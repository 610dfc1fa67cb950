//! Primitive surfaces bounding cells, nest regions and lattice elements.
//!
//! Each surface splits space into an inside (negative) and outside (positive)
//! half. Cells intersect oriented surfaces, nests order them, and the lattice
//! region finder publishes the surface bounding the element a point fell into.

use nalgebra::{Point3, Vector3};
use serde::Deserialize;

use crate::transform::Axis;

#[cfg(test)]
mod tests {
    use super::*;

    #[test]
    fn sphere_inside_and_distance() {
        let sphere = Surface::Sphere {
            centre: [0.0, 0.0, 0.0],
            radius: 2.0,
        };
        assert!(sphere.inside(&Point3::new(1.0, 1.0, 1.0)));
        assert!(!sphere.inside(&Point3::new(2.0, 1.0, 0.0)));
        let d = sphere.distance(&Point3::origin(), &Vector3::x());
        assert!((d - 2.0).abs() < 1e-12);
    }

    #[test]
    fn cylinder_ignores_axial_coordinate() {
        let cyl = Surface::Cylinder {
            axis: Axis::Z,
            centre: [1.0, 0.0],
            radius: 0.5,
        };
        assert!(cyl.inside(&Point3::new(1.2, 0.1, 1e6)));
        let d = cyl.distance(&Point3::new(1.0, 0.0, 0.0), &Vector3::new(0.0, 0.6, 0.8));
        assert!((d - 0.5 / 0.6).abs() < 1e-12);
        assert_eq!(
            cyl.distance(&Point3::new(1.0, 0.0, 0.0), &Vector3::z()),
            f64::INFINITY
        );
    }

    #[test]
    fn hex_prism_flats() {
        let hex = Surface::HexPrism {
            orientation: HexOrientation::X,
            centre: [0.0, 0.0],
            half_pitch: 1.0,
        };
        // flats face the x axis, corners the y axis
        assert!(hex.inside(&Point3::new(0.99, 0.0, 0.0)));
        assert!(!hex.inside(&Point3::new(1.01, 0.0, 0.0)));
        assert!(hex.inside(&Point3::new(0.0, 1.1, 0.0)));
        let d = hex.distance(&Point3::origin(), &Vector3::x());
        assert!((d - 1.0).abs() < 1e-12);

        let hex = Surface::HexPrism {
            orientation: HexOrientation::Y,
            centre: [0.0, 0.0],
            half_pitch: 1.0,
        };
        assert!(!hex.inside(&Point3::new(0.0, 1.01, 0.0)));
        assert!(hex.inside(&Point3::new(1.1, 0.0, 0.0)));
    }

    #[test]
    fn triangle_prism() {
        let tri = Surface::TriangularPrism {
            vertices: [[0.0, 0.0], [2.0, 0.0], [1.0, 1.5]],
        };
        assert!(tri.inside(&Point3::new(1.0, 0.5, 3.0)));
        assert!(!tri.inside(&Point3::new(0.1, 1.0, 0.0)));
        let d = tri.distance(&Point3::new(1.0, 0.5, 0.0), &Vector3::new(0.0, -1.0, 0.0));
        assert!((d - 0.5).abs() < 1e-12);
    }

    #[test]
    fn slab_and_cuboid() {
        let slab = Surface::Slab {
            lower: 0.0,
            upper: 10.0,
        };
        assert!(slab.inside(&Point3::new(100.0, -3.0, 5.0)));
        let d = slab.distance(&Point3::new(0.0, 0.0, 5.0), &Vector3::new(0.0, 0.0, -1.0));
        assert!((d - 5.0).abs() < 1e-12);

        let cuboid = Surface::Cuboid {
            min: [-1.0, -1.0, -1.0],
            max: [1.0, 2.0, 3.0],
        };
        assert!(cuboid.inside(&Point3::new(0.0, 1.5, 2.5)));
        let d = cuboid.distance(&Point3::origin(), &Vector3::y());
        assert!((d - 2.0).abs() < 1e-12);
    }
}

/// Orientation of a hexagonal prism or lattice.
#[derive(Debug, Clone, Copy, PartialEq, Eq, Deserialize)]
pub enum HexOrientation {
    /// Flats face the x axis; rows run along x.
    X,
    /// Flats face the y axis; rows run along y.
    Y,
}

impl HexOrientation {
    /// In-plane unit normals of three of the six flats (the others are opposites).
    #[inline]
    fn normals(self) -> [(f64, f64); 3] {
        const S: f64 = 0.866_025_403_784_438_6;
        match self {
            HexOrientation::X => [(1.0, 0.0), (0.5, S), (-0.5, S)],
            HexOrientation::Y => [(0.0, 1.0), (S, 0.5), (S, -0.5)],
        }
    }
}

/// Which side of a surface a cell occupies.
#[derive(Debug, Clone, Copy, PartialEq, Eq, Deserialize)]
#[serde(rename_all = "snake_case")]
pub enum Sense {
    Inside,
    Outside,
}

#[derive(Debug, Clone, PartialEq, Deserialize)]
#[serde(tag = "type", rename_all = "snake_case")]
pub enum Surface {
    /// Half space `n·p + d < 0`.
    Plane { normal: [f64; 3], offset: f64 },
    PlaneX { x0: f64 },
    PlaneY { y0: f64 },
    PlaneZ { z0: f64 },
    Sphere { centre: [f64; 3], radius: f64 },
    /// Infinite cylinder along `axis`.
    Cylinder {
        axis: Axis,
        centre: [f64; 2],
        radius: f64,
    },
    Cuboid { min: [f64; 3], max: [f64; 3] },
    /// Infinite square prism along z.
    SquarePrism { centre: [f64; 2], half_width: f64 },
    /// Infinite hexagonal prism along z, `half_pitch` is half the flat-to-flat width.
    HexPrism {
        orientation: HexOrientation,
        centre: [f64; 2],
        half_pitch: f64,
    },
    /// Infinite triangular prism along z, counter-clockwise vertices.
    TriangularPrism { vertices: [[f64; 2]; 3] },
    /// Axial layer `lower <= z < upper`.
    Slab { lower: f64, upper: f64 },
    Infinite,
}

impl Surface {
    /// Whether the point lies on the negative side of the surface.
    pub fn inside(&self, p: &Point3<f64>) -> bool {
        match self {
            Surface::Plane { normal, offset } => {
                normal[0] * p.x + normal[1] * p.y + normal[2] * p.z + offset < 0.0
            }
            Surface::PlaneX { x0 } => p.x < *x0,
            Surface::PlaneY { y0 } => p.y < *y0,
            Surface::PlaneZ { z0 } => p.z < *z0,
            Surface::Sphere { centre, radius } => {
                let d = p - Point3::from(*centre);
                d.norm_squared() < radius * radius
            }
            Surface::Cylinder {
                axis,
                centre,
                radius,
            } => {
                let (a, b) = in_plane(*axis, p);
                let (da, db) = (a - centre[0], b - centre[1]);
                da * da + db * db < radius * radius
            }
            Surface::Cuboid { min, max } => (0..3).all(|i| p[i] >= min[i] && p[i] < max[i]),
            Surface::SquarePrism { centre, half_width } => {
                (p.x - centre[0]).abs() < *half_width && (p.y - centre[1]).abs() < *half_width
            }
            Surface::HexPrism {
                orientation,
                centre,
                half_pitch,
            } => {
                let (x, y) = (p.x - centre[0], p.y - centre[1]);
                orientation
                    .normals()
                    .iter()
                    .all(|(nx, ny)| (nx * x + ny * y).abs() < *half_pitch)
            }
            Surface::TriangularPrism { vertices } => (0..3).all(|k| {
                let (a, b) = (vertices[k], vertices[(k + 1) % 3]);
                cross2(b[0] - a[0], b[1] - a[1], p.x - a[0], p.y - a[1]) >= 0.0
            }),
            Surface::Slab { lower, upper } => p.z >= *lower && p.z < *upper,
            Surface::Infinite => true,
        }
    }

    pub fn contains(&self, p: &Point3<f64>, sense: Sense) -> bool {
        match sense {
            Sense::Inside => self.inside(p),
            Sense::Outside => !self.inside(p),
        }
    }

    /// Distance along `u` to the next crossing of the surface.
    ///
    /// Planes and quadrics are crossed from either side. Closed prisms and
    /// boxes report the exit distance, which is what lattice boundary tracking
    /// needs since the point is always inside the element it was located in.
    pub fn distance(&self, p: &Point3<f64>, u: &Vector3<f64>) -> f64 {
        match self {
            Surface::Plane { normal, offset } => {
                let n = Vector3::from(*normal);
                plane_crossing(n.dot(&p.coords) + offset, n.dot(u))
            }
            Surface::PlaneX { x0 } => plane_crossing(p.x - x0, u.x),
            Surface::PlaneY { y0 } => plane_crossing(p.y - y0, u.y),
            Surface::PlaneZ { z0 } => plane_crossing(p.z - z0, u.z),
            Surface::Sphere { centre, radius } => {
                let d = p - Point3::from(*centre);
                quadric_crossing(u.norm_squared(), d.dot(u), d.norm_squared() - radius * radius)
            }
            Surface::Cylinder {
                axis,
                centre,
                radius,
            } => {
                let (a, b) = in_plane(*axis, p);
                let (ua, ub) = in_plane_vec(*axis, u);
                let (da, db) = (a - centre[0], b - centre[1]);
                quadric_crossing(
                    ua * ua + ub * ub,
                    da * ua + db * ub,
                    da * da + db * db - radius * radius,
                )
            }
            Surface::Cuboid { min, max } => (0..3)
                .map(|i| exit_interval(p[i], u[i], min[i], max[i]))
                .fold(f64::INFINITY, f64::min),
            Surface::SquarePrism { centre, half_width } => {
                exit_interval(p.x, u.x, centre[0] - half_width, centre[0] + half_width).min(
                    exit_interval(p.y, u.y, centre[1] - half_width, centre[1] + half_width),
                )
            }
            Surface::HexPrism {
                orientation,
                centre,
                half_pitch,
            } => {
                let (x, y) = (p.x - centre[0], p.y - centre[1]);
                orientation
                    .normals()
                    .iter()
                    .map(|(nx, ny)| {
                        exit_interval(nx * x + ny * y, nx * u.x + ny * u.y, -half_pitch, *half_pitch)
                    })
                    .fold(f64::INFINITY, f64::min)
            }
            Surface::TriangularPrism { vertices } => (0..3)
                .map(|k| {
                    let (a, b) = (vertices[k], vertices[(k + 1) % 3]);
                    // outward normal of a counter-clockwise edge
                    let (nx, ny) = (b[1] - a[1], a[0] - b[0]);
                    let h = nx * (p.x - a[0]) + ny * (p.y - a[1]);
                    let un = nx * u.x + ny * u.y;
                    if un > 0.0 {
                        (-h / un).max(0.0)
                    } else {
                        f64::INFINITY
                    }
                })
                .fold(f64::INFINITY, f64::min),
            Surface::Slab { lower, upper } => exit_interval(p.z, u.z, *lower, *upper),
            Surface::Infinite => f64::INFINITY,
        }
    }
}

#[inline]
fn in_plane(axis: Axis, p: &Point3<f64>) -> (f64, f64) {
    match axis {
        Axis::X => (p.y, p.z),
        Axis::Y => (p.z, p.x),
        Axis::Z => (p.x, p.y),
    }
}

#[inline]
fn in_plane_vec(axis: Axis, u: &Vector3<f64>) -> (f64, f64) {
    match axis {
        Axis::X => (u.y, u.z),
        Axis::Y => (u.z, u.x),
        Axis::Z => (u.x, u.y),
    }
}

#[inline]
fn cross2(ax: f64, ay: f64, bx: f64, by: f64) -> f64 {
    ax * by - ay * bx
}

/// Distance to the plane where the signed value `h` (changing at rate `rate`) hits zero.
#[inline]
fn plane_crossing(h: f64, rate: f64) -> f64 {
    if rate == 0.0 {
        return f64::INFINITY;
    }
    let t = -h / rate;
    if t > 0.0 {
        t
    } else {
        f64::INFINITY
    }
}

/// Smallest positive root of `a t² + 2 b t + c = 0`.
#[inline]
fn quadric_crossing(a: f64, b: f64, c: f64) -> f64 {
    if a == 0.0 {
        return f64::INFINITY;
    }
    let disc = b * b - a * c;
    if disc < 0.0 {
        return f64::INFINITY;
    }
    let root = disc.sqrt();
    let near = (-b - root) / a;
    if near > 0.0 {
        return near;
    }
    let far = (-b + root) / a;
    if far > 0.0 {
        far
    } else {
        f64::INFINITY
    }
}

/// Exit distance from the interval `[lo, hi)` moving at rate `u` from `x`.
#[inline]
fn exit_interval(x: f64, u: f64, lo: f64, hi: f64) -> f64 {
    if u > 0.0 {
        ((hi - x) / u).max(0.0)
    } else if u < 0.0 {
        ((lo - x) / u).max(0.0)
    } else {
        f64::INFINITY
    }
}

#####

▸ Work to complete: Only the lines from the start of the data to the line holding "assert!(sphere.inside(&Point3::new(1.0, 1.0, 1.0)));" are wanted; return them exactly, both ends included.

▸ Reply:
repository 610dfc1fa67cb950
//! Primitive surfaces bounding cells, nest regions and lattice elements.
//!
//! Each surface splits space into an inside (negative) and outside (positive)
//! half. Cells intersect oriented surfaces, nests order them, and the lattice
//! region finder publishes the surface bounding the element a point fell into.

use nalgebra::{Point3, Vector3};
use serde::Deserialize;

use crate::transform::Axis;

#[cfg(test)]
mod tests {
    use super::*;

    #[test]
    fn sphere_inside_and_distance() {
        let sphere = Surface::Sphere {
            centre: [0.0, 0.0, 0.0],
            radius: 2.0,
        };
        assert!(sphere.inside(&Point3::new(1.0, 1.0, 1.0)));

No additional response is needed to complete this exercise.